What is on the Cards for the Coal Industry in 2015?

By Aleksandra Tomczak, Policy Manager,A  World Coal Association for Cornerstone

Last year the coal industry saw a number of important changes to policies and regulations, both nationally and internationally, that directly affect coal demand and the business of mining coal. Among the most important were the repeal of the carbon tax in Australia, the EPA’s CO2 emission limits on new and existing power plants in the U.S., the EU’s initial agreement on the 2030 energy and climate package, and the election of a new prime minister in India.

Following a year that saw over 40% of the world’s population voting in national elections and major new policy developments in the key coal demand and production regions, what is on the cards for the coal industry in 2015? Undoubtedly, the major event that could structure policy and regulatory developments of interest to the coal industry in 2015 is COP21 in Paris. COP21 is expected to bring about the world’s first comprehensive climate deal.

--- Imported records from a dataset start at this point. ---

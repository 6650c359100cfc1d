// Copyright 2017 Matthew Plant. This file is part of PDFEM.
//
// PDFEM is free software: you can redistribute it and/or modify
// it under the terms of the GNU Lesser General Public License as published by
// the Free Software Foundation, either version 3 of the License, or
// (at your option) any later version.
//
// PDFEM is distributed in the hope that it will be useful,
// but WITHOUT ANY WARRANTY; without even the implied warranty of
// MERCHANTABILITY or FITNESS FOR A PARTICULAR PURPOSE.  See the
// GNU Lesser General Public License for more details.
//
// You should have received a copy of the GNU Lesser General Public License
// along with PDFEM. If not, see <http://www.gnu.org/licenses/>.

//! Deformable body simulation with penetration-depth collision response.
//!
//! # Overview
//!
//! A [`Simulation`] owns deformable objects ([`FemObject`], linear tetrahedral
//! finite elements advanced by an explicit [`IntegratorKind`]) and fixed
//! collision geometry. Every step:
//!
//! 1. Each deformable object is integrated. Boundary conditions on its
//!    surface nodes pin, project or load them.
//! 2. The surfaces of all objects are tested pairwise: an AABB tree per
//!    surface yields candidate triangle pairs, which are checked exactly by
//!    [`tri_tri_intersect`].
//! 3. For each colliding pair a [`PDepthCollisionInfo`] classifies the
//!    vertices of both surfaces, floods the classification through the
//!    penetrating region and computes a penetration depth and direction per
//!    vertex. The corrections of the two sides are balanced and written back
//!    as Dirichlet conditions, which the next integration honours.
//!
//! Surfaces can be handed to another thread with [`snapshot::channel`], and
//! [`FemObject::haptic_model`] linearizes an object around a surface node for
//! a high rate force feedback loop.

pub extern crate cgmath;

mod error;
pub use error::{Error, Result};

mod geom;
pub use geom::*;

mod linalg;
pub use linalg::*;

mod bounds;
pub use bounds::*;

mod bvh;
pub use bvh::*;

mod mesh;
pub use mesh::*;

mod tritri;
pub use tritri::*;

mod boundary;
pub use boundary::*;

mod pdepth;
pub use pdepth::*;

mod collision;
pub use collision::*;

mod integrator;
pub use integrator::*;

mod fem;
pub use fem::*;

mod haptic;
pub use haptic::*;

pub mod snapshot;

mod simulation;
pub use simulation::*;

In fact, some of the most important jurisdictions—including the EU, China, the U.S., Australia, South Africa, Australia, and Japan—will see national climate policies debated as part of the preparations for the international climate negotiations. This makes 2015 a year of strategic importance to the coal industry as it continues to make its case for the sustainable use of coal and cleaner coal technologies as part of the global mitigation strategy.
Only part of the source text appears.